Figure 5. A map displaying the major volcanic areas of Nevada. Courtesy of the USGS.
(From http://vulcan.wr.usgs.gov/Volcanoes/Nevada/Maps/map_nevada_volcanics.html)
Volcanoes are an opening or a rupture in the crust of the Earth. These openings are a result of
tectonic forces and are found mostly in convergent and divergent zones of crustal activity.
Volcanoes are classified as being active, dormant, or extinct. An active volcano is one that is
currently erupting or one that is showing signs of erupting. Dormant volcanoes have the potential
to erupt, while extinct volcanoes are unlikely to erupt ever again. Supervolcanoes, like
Yellowstone NP, are the exception of this classification, as they are calderas, which erupt
between long periods of time. The last eruption was approximately 640,000 years ago and
scientist date the caldera at 2 million years old. Caldera formation is illustrated in Figure 7,
where a volcano erupts and the overlying pressure, or weight of rock topples into the center of
the volcano leaving a crater like depression in the volcanic area.

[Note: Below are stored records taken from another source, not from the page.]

//! Signer identity resolution
//!
//! Every vote and heartbeat is anonymous on the wire. The voter identity is
//! derived here: recover the signing key, check it belonged to the team at
//! the height of the referenced tip, then map it to a masternode.

use crate::traits::{ChainView, MasternodeRegistry, Wallet};
use dpos_core::crypto::recover_key_id;
use dpos_core::{Hash, KeyId, MasternodeId, SignedVote, SigningKey};
use std::sync::Arc;
use tracing::debug;

/// Resolves signers of consensus messages to masternodes
pub struct IdentityResolver {
    chain: Arc<dyn ChainView>,
    registry: Arc<dyn MasternodeRegistry>,
    wallet: Arc<dyn Wallet>,
    /// Blocks below the chain head a tip may be
    team_lookback: u64,
}

impl IdentityResolver {
    pub fn new(
        chain: Arc<dyn ChainView>,
        registry: Arc<dyn MasternodeRegistry>,
        wallet: Arc<dyn Wallet>,
        team_lookback: u64,
    ) -> Self {
        Self {
            chain,
            registry,
            wallet,
            team_lookback,
        }
    }

    /// Key id that signed `hash`, if the signature is well formed
    pub fn recover_signer(hash: &Hash, signature: &[u8]) -> Option<KeyId> {
        recover_key_id(hash, signature).ok()
    }

    /// Whether `key` was a team member at the height of `tip`.
    ///
    /// The tip must be on the active chain within `team_lookback` blocks of
    /// the head; the genesis block counts.
    pub fn is_team_member_at(&self, tip: &Hash, key: &KeyId) -> bool {
        let head = self.chain.tip_height();
        let lowest = head.saturating_sub(self.team_lookback);

        for height in (lowest..=head).rev() {
            if self.chain.block_hash_at(height).as_ref() == Some(tip) {
                return self.registry.is_team_member(height, key);
            }
        }

        debug!("Tip {} not found within {} blocks of head", tip, self.team_lookback);
        false
    }

    /// Masternode operated by `key`; `None` resolves this node's own operator
    pub fn resolve_masternode_id(&self, key: Option<&KeyId>) -> Option<MasternodeId> {
        match key {
            Some(key) => self.registry.find_by_operator(key),
            None => {
                let operator = self.registry.local_operator()?;
                self.wallet.get_key(&operator)?;
                self.registry.find_by_operator(&operator)
            }
        }
    }

    /// Authenticated author of a vote, or `None` if it cannot be trusted
    pub fn extract_masternode_id<V: SignedVote>(&self, vote: &V) -> Option<MasternodeId> {
        let hash = vote.signature_hash().ok()?;
        let Some(key) = Self::recover_signer(&hash, vote.signature()) else {
            debug!("Unrecoverable vote signature");
            return None;
        };

        if !self.is_team_member_at(&vote.tip(), &key) {
            debug!("Signer {} is not a team member at tip {}", key, vote.tip());
            return None;
        }

        self.resolve_masternode_id(Some(&key))
    }

    /// This node's operator key, when it runs an active masternode
    pub fn masternode_key(&self) -> Option<SigningKey> {
        let operator = self.registry.local_operator()?;
        self.wallet.get_key(&operator)
    }
}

Figure 6. A typical volcano diagram showing major components of an active volcano.
(From http://usscouts.org/bbugle/bb0701/bb0701_files/image045.jpg)
Figure 7. Caldera formation illustrating the collapse of overlying rock.
(From http://www.uwgb.edu/DutchS/GRAPHIC0/ROCKMIN/Ig-Rocks/CALDERA.GIF)
View interesting caldera pictures from around the world, and learn more about caldera
formation, by visiting http://vulcan.wr.usgs.gov/Glossary/Caldera/description_caldera.html
Content Benchmark E.8.C.5
Students know how geologic processes account for state and regional topography. E/S
Common misconceptions associated with this benchmark
1. Students may believe that earthquakes cause volcanic eruptions.
A commonly held misconception among students is that earthquakes cause volcanic
eruptions around the world. Although they are often related, as they are both significant
geological events that produce great change, neither event has been directly linked as a cause
or effect of the other. Often, students will look at a map, particularly looking at the Ring of
Fire in the Pacific Ocean and see that earthquake and volcano locations are close in distance.
Although, the scale of the map may place them very close to each other, they may be
hundreds of miles apart. Secondly, students believe that earthquakes in the crust of Earth will
cause fractures in the crust where mantle magma will rise up, which would actually occur
very infrequently.
Although scientists are unsure of the evidence of the relationship of earthquakes and
volcanoes, you may visit the United States Geological Survey – Volcanic Hazards site to
read more about this important geological activity. Access this information at
http://volcanoes.usgs.gov/Products/FAQs/FAQ_EQ+Volc.html
2. Students incorrectly think that Nevada doesn’t have volcanoes.
Volcanoes are a common geologic feature of topography located near plate boundaries. Not
long ago, geologically speaking, Nevada was located near the active western edge of the
North American plate where fractures and faults in the crust allowed magma to rise up to the
crust and create frequent volcanic activity. This has resulted in volcanoes located in Nevada
which have erupted within the Cenozoic Era, lasting from 65 million years ago to present.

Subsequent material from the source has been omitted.